[Collected data]
┌──
//! Tiling configurations, the cell centers they generate, and class ids.

use crate::coord::Coordinate;
use serde::{Deserialize, Deserializer, Serialize, Serializer};
use std::fmt;
use std::str::FromStr;

/// One (scale, orientation, phase) combination defining a full hexagonal
/// lattice over the region, plus the containment thresholds used when images
/// are matched against its cells.
///
/// `radius_squared` is configured independently of `radius`; the two are not
/// required to agree.
#[derive(Debug, Clone, PartialEq, Serialize, Deserialize)]
#[serde(deny_unknown_fields)]
pub struct TilingConfiguration {
    pub config_id: u16,
    /// Tiling size multiplier applied to the base cell radius
    pub scale: f64,
    /// Rotation of the lattice about its seed, in degrees
    pub orientation: f64,
    /// Half-width of the bounding-box pre-filter
    pub radius: f64,
    /// Threshold for the circular containment test
    pub radius_squared: f64,
    /// Translation applied after rotation
    pub phase: Coordinate,
}

impl TilingConfiguration {
    /// Configuration whose circular threshold is exactly `radius²`.
    pub fn new(
        config_id: u16,
        scale: f64,
        orientation: f64,
        phase: Coordinate,
        radius: f64,
    ) -> Self {
        Self {
            config_id,
            scale,
            orientation,
            radius,
            radius_squared: radius * radius,
            phase,
        }
    }

    pub fn with_radius_squared(mut self, radius_squared: f64) -> Self {
        self.radius_squared = radius_squared;
        self
    }

    /// Whether `radius_squared` equals `radius²`.
    pub fn is_consistent(&self) -> bool {
        let expected = self.radius * self.radius;
        (expected - self.radius_squared).abs() <= f64::EPSILON * expected.max(1.0)
    }

    /// The sixteen tilings used for the SF-XL partition.
    ///
    /// Ordered scale, then orientation, then phase; the phase grid is
    /// `{0, 2} × {0, 2}` base radii, stretched by the scale.
    ///
    /// ```
    /// use geocells_types::tiling::TilingConfiguration;
    ///
    /// let set = TilingConfiguration::standard_set(5.0);
    /// assert_eq!(set.len(), 16);
    /// assert_eq!(set[0].radius_squared, 25.0);
    /// assert_eq!(set[15].radius, 10.0);
    /// ```
    pub fn standard_set(base_radius: f64) -> Vec<Self> {
        const SCALES: [f64; 2] = [1.0, 2.0];
        const ORIENTATIONS: [f64; 2] = [0.0, 15.0];
        const PHASE_STEPS: [f64; 2] = [0.0, 2.0];

        let mut configs = Vec::with_capacity(16);
        for scale in SCALES {
            for orientation in ORIENTATIONS {
                for px in PHASE_STEPS {
                    for py in PHASE_STEPS {
                        let phase = Coordinate::new(
                            px * base_radius * scale,
                            py * base_radius * scale,
                        );
                        configs.push(Self::new(
                            configs.len() as u16,
                            scale,
                            orientation,
                            phase,
                            base_radius * scale,
                        ));
                    }
                }
            }
        }
        configs
    }
}

/// A generated lattice point belonging to exactly one configuration.
#[derive(Debug, Clone, PartialEq, Serialize, Deserialize)]
pub struct CellCenter {
    pub config_id: u16,
    /// Position in the configuration's center list, assigned at generation
    pub local_index: u32,
    pub coord: Coordinate,
    pub radius: f64,
    pub radius_squared: f64,
}

impl CellCenter {
    pub fn new(config: &TilingConfiguration, local_index: u32, coord: Coordinate) -> Self {
        Self {
            config_id: config.config_id,
            local_index,
            coord,
            radius: config.radius,
            radius_squared: config.radius_squared,
        }
    }

    pub fn class_id(&self) -> ClassId {
        ClassId::new(self.config_id, self.local_index)
    }

    /// Whether an image at `coord` falls inside this cell.
    ///
    /// All three predicates apply: both bounding-box axes against `radius`
    /// and the squared distance against `radius_squared`.
    #[inline]
    pub fn contains(&self, coord: &Coordinate) -> bool {
        let (dx, dy) = self.coord.abs_delta(coord);
        dy <= self.radius && dx <= self.radius && dx * dx + dy * dy <= self.radius_squared
    }
}

/// Canonical class label: one cell of one configuration.
///
/// Rendered as `"<config_id>_<local_index>"`, which is also its serialized form.
///
/// ```
/// use geocells_types::tiling::ClassId;
///
/// let id: ClassId = "3_17".parse().unwrap();
/// assert_eq!(id, ClassId::new(3, 17));
/// assert_eq!(id.to_string(), "3_17");
/// ```
#[derive(Debug, Clone, Copy, PartialEq, Eq, Hash, PartialOrd, Ord)]
pub struct ClassId {
    pub config_id: u16,
    pub local_index: u32,
}

impl ClassId {
    pub const fn new(config_id: u16, local_index: u32) -> Self {
        Self {
            config_id,
            local_index,
        }
    }
}

impl fmt::Display for ClassId {
    fn fmt(&self, f: &mut fmt::Formatter<'_>) -> fmt::Result {
        write!(f, "{}_{}", self.config_id, self.local_index)
    }
}

/// Error returned when a class id string is not `<u16>_<u32>`.
#[derive(Debug, Clone, PartialEq, Eq)]
pub struct ParseClassIdError(pub String);

impl fmt::Display for ParseClassIdError {
    fn fmt(&self, f: &mut fmt::Formatter<'_>) -> fmt::Result {
        write!(f, "invalid class id: {:?}", self.0)
    }
}

impl std::error::Error for ParseClassIdError {}

impl FromStr for ClassId {
    type Err = ParseClassIdError;

    fn from_str(s: &str) -> Result<Self, Self::Err> {
        let (config, index) = s
            .split_once('_')
            .ok_or_else(|| ParseClassIdError(s.to_string()))?;
        let config_id = config
            .parse()
            .map_err(|_| ParseClassIdError(s.to_string()))?;
        let local_index = index
            .parse()
            .map_err(|_| ParseClassIdError(s.to_string()))?;
        Ok(Self::new(config_id, local_index))
    }
}

impl Serialize for ClassId {
    fn serialize<S: Serializer>(&self, serializer: S) -> Result<S::Ok, S::Error> {
        serializer.collect_str(self)
    }
}

impl<'de> Deserialize<'de> for ClassId {
    fn deserialize<D: Deserializer<'de>>(deserializer: D) -> Result<Self, D::Error> {
        let raw = String::deserialize(deserializer)?;
        raw.parse().map_err(serde::de::Error::custom)
    }
}
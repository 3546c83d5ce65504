//! Spatial assignment of images to cell centers within one region bucket.
//!
//! Centers are indexed in an R*-tree by their radius-sized bounding boxes, so
//! each image only visits the centers whose box could contain it. Every
//! candidate is then checked with the exact three-part predicate of
//! [`CellCenter::contains`], and all matches are kept, not only the first.

use crate::config::{CellCenter, ClassId, Coordinate};
use crate::manifest::ImageRecord;
use rstar::{AABB, RTree};
use smallvec::SmallVec;

/// Padding added to every envelope so the tree never rejects a boundary
/// match that the exact predicate would accept.
const ENVELOPE_SLACK: f64 = 1e-3;

/// Cell center stored in the R*-tree.
#[derive(Debug, Clone, PartialEq)]
struct IndexedCenter {
    min_x: f64,
    min_y: f64,
    max_x: f64,
    max_y: f64,
    center: CellCenter,
}

impl IndexedCenter {
    fn new(center: CellCenter) -> Self {
        let reach = center.radius + ENVELOPE_SLACK;
        Self {
            min_x: center.coord.easting - reach,
            min_y: center.coord.northing - reach,
            max_x: center.coord.easting + reach,
            max_y: center.coord.northing + reach,
            center,
        }
    }
}

impl rstar::RTreeObject for IndexedCenter {
    type Envelope = AABB<[f64; 2]>;

    fn envelope(&self) -> Self::Envelope {
        AABB::from_corners([self.min_x, self.min_y], [self.max_x, self.max_y])
    }
}

/// One image belonging to one class.
#[derive(Debug, Clone, Copy, PartialEq, Eq)]
pub struct Assignment<'a> {
    pub class_id: ClassId,
    pub image_key: &'a str,
}

/// Assignments of a bucket plus per-configuration match counts.
#[derive(Debug, Clone, Default)]
pub struct AssignmentBatch<'a> {
    pub assignments: Vec<Assignment<'a>>,
    pub per_config: Vec<usize>,
}

/// Matches images against all centers of one bucket, across configurations.
pub struct SpatialAssigner {
    tree: RTree<IndexedCenter>,
    config_count: usize,
}

impl SpatialAssigner {
    pub fn new(centers: Vec<CellCenter>, config_count: usize) -> Self {
        let indexed = centers.into_iter().map(IndexedCenter::new).collect();
        Self {
            tree: RTree::bulk_load(indexed),
            config_count,
        }
    }

    pub fn center_count(&self) -> usize {
        self.tree.size()
    }

    /// Every class whose cell contains `coord`, ordered by config id then
    /// local index.
    pub fn matches(&self, coord: &Coordinate) -> SmallVec<[ClassId; 16]> {
        let probe = AABB::from_point([coord.easting, coord.northing]);
        let mut found: SmallVec<[ClassId; 16]> = self
            .tree
            .locate_in_envelope_intersecting(&probe)
            .filter(|indexed| indexed.center.contains(coord))
            .map(|indexed| indexed.center.class_id())
            .collect();
        found.sort_unstable();
        found
    }

    /// Assign every image, in input order.
    pub fn assign<'a>(&self, images: &'a [ImageRecord]) -> AssignmentBatch<'a> {
        let mut batch = AssignmentBatch {
            assignments: Vec::new(),
            per_config: vec![0; self.config_count],
        };

        for image in images {
            for class_id in self.matches(&image.coord) {
                if let Some(count) = batch.per_config.get_mut(class_id.config_id as usize) {
                    *count += 1;
                }
                batch.assignments.push(Assignment {
                    class_id,
                    image_key: &image.key,
                });
            }
        }

        batch
    }
}
use uuid::Uuid;

use foodgram_domain::shopping_list::ShoppingList;

use crate::domain::repository::{RecipeSummaryPort, ShoppingCartRepository};
use crate::domain::types::RecipeSummary;
use crate::error::RecipesServiceError;

// ── BuildShoppingList ────────────────────────────────────────────────────────

pub struct BuildShoppingListUseCase<C: ShoppingCartRepository> {
    pub carts: C,
}

impl<C: ShoppingCartRepository> BuildShoppingListUseCase<C> {
    /// Sum every ingredient across the recipes in the user's cart.
    ///
    /// The repository already groups by `(name, measurement_unit)`;
    /// `ShoppingList::aggregate` fixes the final order independently of the
    /// database collation.
    pub async fn execute(&self, user_id: Uuid) -> Result<ShoppingList, RecipesServiceError> {
        let rows = self.carts.sum_ingredients(user_id).await?;
        let list = ShoppingList::aggregate(rows);
        tracing::debug!(%user_id, lines = list.lines().len(), "built shopping list");
        Ok(list)
    }
}

// ── AddToShoppingCart ────────────────────────────────────────────────────────

pub struct AddToShoppingCartUseCase<R: RecipeSummaryPort, C: ShoppingCartRepository> {
    pub recipes: R,
    pub carts: C,
}

impl<R: RecipeSummaryPort, C: ShoppingCartRepository> AddToShoppingCartUseCase<R, C> {
    pub async fn execute(
        &self,
        user_id: Uuid,
        recipe_id: i32,
    ) -> Result<RecipeSummary, RecipesServiceError> {
        let recipe = self
            .recipes
            .find_summary(recipe_id)
            .await?
            .ok_or(RecipesServiceError::RecipeNotFound)?;
        if !self.carts.insert_if_absent(user_id, recipe_id).await? {
            return Err(RecipesServiceError::AlreadyInShoppingCart);
        }
        tracing::info!(%user_id, recipe_id, "recipe added to shopping cart");
        Ok(recipe)
    }
}

// ── RemoveFromShoppingCart ───────────────────────────────────────────────────

pub struct RemoveFromShoppingCartUseCase<R: RecipeSummaryPort, C: ShoppingCartRepository> {
    pub recipes: R,
    pub carts: C,
}

impl<R: RecipeSummaryPort, C: ShoppingCartRepository> RemoveFromShoppingCartUseCase<R, C> {
    pub async fn execute(&self, user_id: Uuid, recipe_id: i32) -> Result<(), RecipesServiceError> {
        if self.recipes.find_summary(recipe_id).await?.is_none() {
            return Err(RecipesServiceError::RecipeNotFound);
        }
        if !self.carts.delete(user_id, recipe_id).await? {
            return Err(RecipesServiceError::ShoppingCartEntryNotFound);
        }
        tracing::info!(%user_id, recipe_id, "recipe removed from shopping cart");
        Ok(())
    }
}
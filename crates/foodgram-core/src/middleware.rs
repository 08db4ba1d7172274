use axum::Router;
use axum::body::Body;
use axum::http::{HeaderName, Request};
use tower::ServiceBuilder;
use tower_http::request_id::{
    MakeRequestId, PropagateRequestIdLayer, RequestId, SetRequestIdLayer,
};
use tower_http::trace::TraceLayer;
use uuid::Uuid;

pub const REQUEST_ID_HEADER: HeaderName = HeaderName::from_static("x-request-id");

#[derive(Clone, Default)]
pub struct MakeUuidRequestId;

impl MakeRequestId for MakeUuidRequestId {
    fn make_request_id<B>(&mut self, _request: &Request<B>) -> Option<RequestId> {
        Uuid::now_v7().to_string().parse().ok().map(RequestId::new)
    }
}

/// Build the request-id layer. Keeps an incoming `x-request-id` untouched.
pub fn request_id_layer() -> SetRequestIdLayer<MakeUuidRequestId> {
    SetRequestIdLayer::new(REQUEST_ID_HEADER, MakeUuidRequestId)
}

/// Wrap `router` with request-id assignment, an HTTP trace span carrying the
/// request id, and propagation of the id onto the response.
pub fn with_http_layers<S>(router: Router<S>) -> Router<S>
where
    S: Clone + Send + Sync + 'static,
{
    router.layer(
        ServiceBuilder::new()
            .layer(request_id_layer())
            .layer(
                TraceLayer::new_for_http().make_span_with(|request: &Request<Body>| {
                    let request_id = request
                        .headers()
                        .get(&REQUEST_ID_HEADER)
                        .and_then(|v| v.to_str().ok())
                        .unwrap_or("-");
                    tracing::info_span!(
                        "http",
                        method = %request.method(),
                        uri = %request.uri(),
                        request_id,
                    )
                }),
            )
            .layer(PropagateRequestIdLayer::new(REQUEST_ID_HEADER)),
    )
}
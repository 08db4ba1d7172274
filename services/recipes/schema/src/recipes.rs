use sea_orm::entity::prelude::*;

/// Recipe authored by a user.
#[derive(Clone, Debug, PartialEq, Eq, DeriveEntityModel)]
#[sea_orm(table_name = "recipes")]
pub struct Model {
    #[sea_orm(primary_key)]
    pub id: i32,
    pub author_id: Uuid,
    pub name: String,
    pub image: String,
    pub text: String,
    pub cooking_time: i32,
    pub created_at: chrono::DateTime<chrono::Utc>,
}

#[derive(Copy, Clone, Debug, EnumIter, DeriveRelation)]
pub enum Relation {
    #[sea_orm(
        belongs_to = "super::users::Entity",
        from = "Column::AuthorId",
        to = "super::users::Column::Id"
    )]
    Author,
    #[sea_orm(has_many = "super::recipe_ingredients::Entity")]
    RecipeIngredients,
    #[sea_orm(has_many = "super::recipe_tags::Entity")]
    RecipeTags,
    #[sea_orm(has_many = "super::shopping_carts::Entity")]
    ShoppingCarts,
    #[sea_orm(has_many = "super::favorites::Entity")]
    Favorites,
}

impl Related<super::users::Entity> for Entity {
    fn to() -> RelationDef {
        Relation::Author.def()
    }
}

impl Related<super::recipe_ingredients::Entity> for Entity {
    fn to() -> RelationDef {
        Relation::RecipeIngredients.def()
    }
}

impl Related<super::recipe_tags::Entity> for Entity {
    fn to() -> RelationDef {
        Relation::RecipeTags.def()
    }
}

impl Related<super::shopping_carts::Entity> for Entity {
    fn to() -> RelationDef {
        Relation::ShoppingCarts.def()
    }
}

impl Related<super::favorites::Entity> for Entity {
    fn to() -> RelationDef {
        Relation::Favorites.def()
    }
}

impl ActiveModelBehavior for ActiveModel {}
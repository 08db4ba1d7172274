use sea_orm_migration::prelude::*;

#[derive(DeriveMigrationName)]
pub struct Migration;

#[async_trait::async_trait]
impl MigrationTrait for Migration {
    async fn up(&self, manager: &SchemaManager) -> Result<(), DbErr> {
        manager
            .create_table(
                Table::create()
                    .table(Users::Table)
                    .if_not_exists()
                    .col(ColumnDef::new(Users::Id).uuid().not_null().primary_key())
                    .col(
                        ColumnDef::new(Users::Email)
                            .string_len(254)
                            .not_null()
                            .unique_key(),
                    )
                    .col(
                        ColumnDef::new(Users::Username)
                            .string_len(150)
                            .not_null()
                            .unique_key(),
                    )
                    .col(ColumnDef::new(Users::FirstName).string_len(150).not_null())
                    .col(ColumnDef::new(Users::LastName).string_len(150).not_null())
                    .col(
                        ColumnDef::new(Users::CreatedAt)
                            .timestamp_with_time_zone()
                            .not_null()
                            .default(Expr::current_timestamp()),
                    )
                    .to_owned(),
            )
            .await
    }

    async fn down(&self, manager: &SchemaManager) -> Result<(), DbErr> {
        manager
            .drop_table(Table::drop().table(Users::Table).to_owned())
            .await
    }
}

#[derive(Iden)]
enum Users {
    Table,
    Id,
    Email,
    Username,
    FirstName,
    LastName,
    CreatedAt,
}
└──
▶ _GOAL OF THE EXERCISE_:
Search the entries above for the word "Username", and copy every line where it occurs.

▶ _ANSWER TO THE PROBLEM_:
                        ColumnDef::new(Users::Username)
    Username,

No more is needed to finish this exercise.